### What this task involves
Copy the lines below that contain "handlers".

### Input records
---------------

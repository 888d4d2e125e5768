//! Student mobile app handlers.

use axum::{
    extract::{Multipart, Path, Query, State},
    http::header,
    response::{IntoResponse, Response},
    Json,
};
use std::sync::Arc;

use crate::db::{
    ImageRepository, NewImage, NewRate, RateRepository, RentDetails, RentRepository,
    ReviewDetails, WishlistRepository,
};
use crate::storage::content_type;
use crate::web::dto::{
    ApiResponse, FormData, ImageQuery, ImageUploadedResponse, RentFilterQuery, RentRequest,
    ReviewQuery, ReviewRequest, ReviewResponse, SuccessResponse, ValidatedJson, WishlistRequest,
};
use crate::web::error::ApiError;
use crate::web::handlers::AppState;
use crate::web::middleware::{AnyAuth, StudentAuth};
use crate::IjaraError;

/// Window for the home screen feed.
const NEWS_DAYS: u32 = 3;

/// GET /mobile/student/rent - All listings.
#[utoipa::path(
    get,
    path = "/mobile/student/rent",
    tag = "mobile",
    responses(
        (status = 200, description = "Listings with category and jins", body = Vec<RentDetails>),
        (status = 401, description = "Unauthorized"),
        (status = 403, description = "Not a student")
    ),
    security(
        ("bearer_auth" = [])
    )
)]
pub async fn list_rents(
    State(state): State<Arc<AppState>>,
    _auth: StudentAuth,
) -> Result<Json<ApiResponse<Vec<RentDetails>>>, ApiError> {
    let rents = RentRepository::new(state.db.pool()).list_details().await?;
    Ok(Json(ApiResponse::new(rents)))
}

/// GET /mobile/student/rent/filter - Filtered listings.
#[utoipa::path(
    get,
    path = "/mobile/student/rent/filter",
    tag = "mobile",
    params(RentFilterQuery),
    responses(
        (status = 200, description = "Matching listings", body = Vec<RentDetails>),
        (status = 400, description = "Bad parameters"),
        (status = 401, description = "Unauthorized")
    ),
    security(
        ("bearer_auth" = [])
    )
)]
pub async fn filter_rents(
    State(state): State<Arc<AppState>>,
    _auth: StudentAuth,
    Query(query): Query<RentFilterQuery>,
) -> Result<Json<ApiResponse<Vec<RentDetails>>>, ApiError> {
    let filter = query.into_filter().map_err(ApiError::bad_request)?;
    let rents = RentRepository::new(state.db.pool()).filter(&filter).await?;
    Ok(Json(ApiResponse::new(rents)))
}

/// POST /mobile/student/add-rent - Submit a listing for a renter.
///
/// Identical payloads create separate listings.
#[utoipa::path(
    post,
    path = "/mobile/student/add-rent",
    tag = "mobile",
    request_body = RentRequest,
    responses(
        (status = 200, description = "Listing created", body = SuccessResponse),
        (status = 400, description = "Missing renter_id or unknown reference"),
        (status = 422, description = "Validation failed")
    ),
    security(
        ("bearer_auth" = [])
    )
)]
pub async fn add_rent(
    State(state): State<Arc<AppState>>,
    auth: StudentAuth,
    ValidatedJson(req): ValidatedJson<RentRequest>,
) -> Result<Json<ApiResponse<SuccessResponse>>, ApiError> {
    let renter_id = req
        .renter_id
        .ok_or_else(|| ApiError::bad_request("renter_id is required"))?;

    let id = RentRepository::new(state.db.pool())
        .create(&req.into_new_rent(renter_id))
        .await?;

    tracing::info!(rent_id = id, user_id = auth.user_id, "Listing added by student");

    Ok(Json(ApiResponse::new(SuccessResponse::created(id))))
}

/// GET /mobile/student/home/filters-news - Recent listings for the student's jins.
#[utoipa::path(
    get,
    path = "/mobile/student/home/filters-news",
    tag = "mobile",
    responses(
        (status = 200, description = "Listings from the last three days", body = Vec<RentDetails>),
        (status = 401, description = "Unauthorized")
    ),
    security(
        ("bearer_auth" = [])
    )
)]
pub async fn filters_news(
    State(state): State<Arc<AppState>>,
    auth: StudentAuth,
) -> Result<Json<ApiResponse<Vec<RentDetails>>>, ApiError> {
    let rents = RentRepository::new(state.db.pool())
        .recent_for_jins(auth.jins_id, NEWS_DAYS)
        .await?;
    Ok(Json(ApiResponse::new(rents)))
}

/// Store an uploaded listing photo and record it.
pub(crate) async fn store_rent_image(
    state: &AppState,
    rent_id: i64,
    form: &mut FormData,
) -> Result<ImageUploadedResponse, ApiError> {
    let file = form
        .take_file()
        .ok_or_else(|| ApiError::bad_request("No image provided"))?;

    let stored = state.storage.save(&file.content, &file.filename).await?;

    let image = ImageRepository::new(state.db.pool())
        .create(&NewImage {
            rent_id: Some(rent_id),
            url: stored.url.clone(),
            hashcode: stored.hashcode,
        })
        .await;

    match image {
        Ok(image) => Ok(ImageUploadedResponse {
            success: true,
            hashcode: image.hashcode,
        }),
        Err(e) => {
            if let Err(del) = state.storage.delete(&stored.url).await {
                tracing::warn!("Failed to remove orphaned image {}: {}", stored.url, del);
            }
            Err(e.into())
        }
    }
}

/// POST /mobile/student/add-image-rent - Attach a photo to a listing.
///
/// Multipart fields: rent_id, image (file).
#[utoipa::path(
    post,
    path = "/mobile/student/add-image-rent",
    tag = "mobile",
    responses(
        (status = 200, description = "Image stored", body = ImageUploadedResponse),
        (status = 400, description = "Unknown rent or bad image")
    ),
    security(
        ("bearer_auth" = [])
    )
)]
pub async fn add_image_rent(
    State(state): State<Arc<AppState>>,
    _auth: StudentAuth,
    multipart: Multipart,
) -> Result<Json<ApiResponse<ImageUploadedResponse>>, ApiError> {
    let mut form = FormData::read(multipart, "image").await?;
    let rent_id: i64 = form.parse("rent_id")?;

    if !RentRepository::new(state.db.pool()).exists(rent_id).await? {
        return Err(ApiError::bad_request("Unknown rent"));
    }

    let uploaded = store_rent_image(&state, rent_id, &mut form).await?;
    Ok(Json(ApiResponse::new(uploaded)))
}

/// GET /mobile/student/image - Image bytes by hashcode.
///
/// Any authenticated identity may fetch images.
#[utoipa::path(
    get,
    path = "/mobile/student/image",
    tag = "mobile",
    params(ImageQuery),
    responses(
        (status = 200, description = "Image bytes", content_type = "application/octet-stream"),
        (status = 400, description = "Image not found"),
        (status = 401, description = "Unauthorized")
    ),
    security(
        ("bearer_auth" = [])
    )
)]
pub async fn get_image(
    State(state): State<Arc<AppState>>,
    _auth: AnyAuth,
    Query(query): Query<ImageQuery>,
) -> Result<Response, ApiError> {
    let image = ImageRepository::new(state.db.pool())
        .get_by_hashcode(&query.hashcode)
        .await?
        .ok_or_else(|| ApiError::bad_request("Image not found"))?;

    let content = match state.storage.load(&image.url).await {
        Ok(content) => content,
        Err(IjaraError::NotFound(_)) => {
            tracing::warn!("Image {} has no stored file", image.hashcode);
            return Err(ApiError::bad_request("Image not found"));
        }
        Err(e) => return Err(e.into()),
    };

    Ok(([(header::CONTENT_TYPE, content_type(&image.url))], content).into_response())
}

/// POST /mobile/student/add-review - Rate a listing.
#[utoipa::path(
    post,
    path = "/mobile/student/add-review",
    tag = "mobile",
    request_body = ReviewRequest,
    responses(
        (status = 200, description = "Review stored", body = ReviewResponse),
        (status = 400, description = "Unknown rent"),
        (status = 422, description = "Rate outside 1..=5")
    ),
    security(
        ("bearer_auth" = [])
    )
)]
pub async fn add_review(
    State(state): State<Arc<AppState>>,
    auth: StudentAuth,
    ValidatedJson(req): ValidatedJson<ReviewRequest>,
) -> Result<Json<ApiResponse<ReviewResponse>>, ApiError> {
    let rate = RateRepository::new(state.db.pool())
        .create(&NewRate {
            user_id: auth.user_id,
            rent_id: req.rent_id,
            rate: req.rate,
            comment: req.comment,
        })
        .await?;

    Ok(Json(ApiResponse::new(ReviewResponse { review_data: rate })))
}

/// GET /mobile/student/get_rents/get-review - Reviews of a listing.
#[utoipa::path(
    get,
    path = "/mobile/student/get_rents/get-review",
    tag = "mobile",
    params(ReviewQuery),
    responses(
        (status = 200, description = "Reviews with student names", body = Vec<ReviewDetails>),
        (status = 400, description = "Missing rent_id")
    ),
    security(
        ("bearer_auth" = [])
    )
)]
pub async fn get_reviews(
    State(state): State<Arc<AppState>>,
    _auth: StudentAuth,
    Query(query): Query<ReviewQuery>,
) -> Result<Json<ApiResponse<Vec<ReviewDetails>>>, ApiError> {
    let reviews = RateRepository::new(state.db.pool())
        .list_for_rent(query.rent_id)
        .await?;
    Ok(Json(ApiResponse::new(reviews)))
}

/// GET /mobile/student/wishlist - The student's saved listings.
#[utoipa::path(
    get,
    path = "/mobile/student/wishlist",
    tag = "mobile",
    responses(
        (status = 200, description = "Saved listings", body = Vec<RentDetails>)
    ),
    security(
        ("bearer_auth" = [])
    )
)]
pub async fn get_wishlist(
    State(state): State<Arc<AppState>>,
    auth: StudentAuth,
) -> Result<Json<ApiResponse<Vec<RentDetails>>>, ApiError> {
    let rents = RentRepository::new(state.db.pool())
        .list_wishlisted(auth.user_id)
        .await?;
    Ok(Json(ApiResponse::new(rents)))
}

/// POST /mobile/student/wishlist - Save a listing.
#[utoipa::path(
    post,
    path = "/mobile/student/wishlist",
    tag = "mobile",
    request_body = WishlistRequest,
    responses(
        (status = 200, description = "Saved", body = SuccessResponse),
        (status = 404, description = "Unknown rent"),
        (status = 409, description = "Already saved")
    ),
    security(
        ("bearer_auth" = [])
    )
)]
pub async fn add_wishlist(
    State(state): State<Arc<AppState>>,
    auth: StudentAuth,
    ValidatedJson(req): ValidatedJson<WishlistRequest>,
) -> Result<Json<ApiResponse<SuccessResponse>>, ApiError> {
    if !RentRepository::new(state.db.pool())
        .exists(req.rent_id)
        .await?
    {
        return Err(ApiError::not_found("Rent not found"));
    }

    WishlistRepository::new(state.db.pool())
        .add(auth.user_id, req.rent_id)
        .await?;

    Ok(Json(ApiResponse::new(SuccessResponse::ok())))
}

/// DELETE /mobile/student/wishlist/{rent_id} - Forget a saved listing.
#[utoipa::path(
    delete,
    path = "/mobile/student/wishlist/{rent_id}",
    tag = "mobile",
    params(
        ("rent_id" = i64, Path, description = "Rent ID")
    ),
    responses(
        (status = 200, description = "Removed", body = SuccessResponse),
        (status = 404, description = "Not in the wishlist")
    ),
    security(
        ("bearer_auth" = [])
    )
)]
pub async fn remove_wishlist(
    State(state): State<Arc<AppState>>,
    auth: StudentAuth,
    Path(rent_id): Path<i64>,
) -> Result<Json<ApiResponse<SuccessResponse>>, ApiError> {
    let removed = WishlistRepository::new(state.db.pool())
        .remove(auth.user_id, rent_id)
        .await?;

    if !removed {
        return Err(ApiError::not_found("Rent is not in the wishlist"));
    }

    Ok(Json(ApiResponse::new(SuccessResponse::ok())))
}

---------------

### Task output
//! Student mobile app handlers.
use crate::web::handlers::AppState;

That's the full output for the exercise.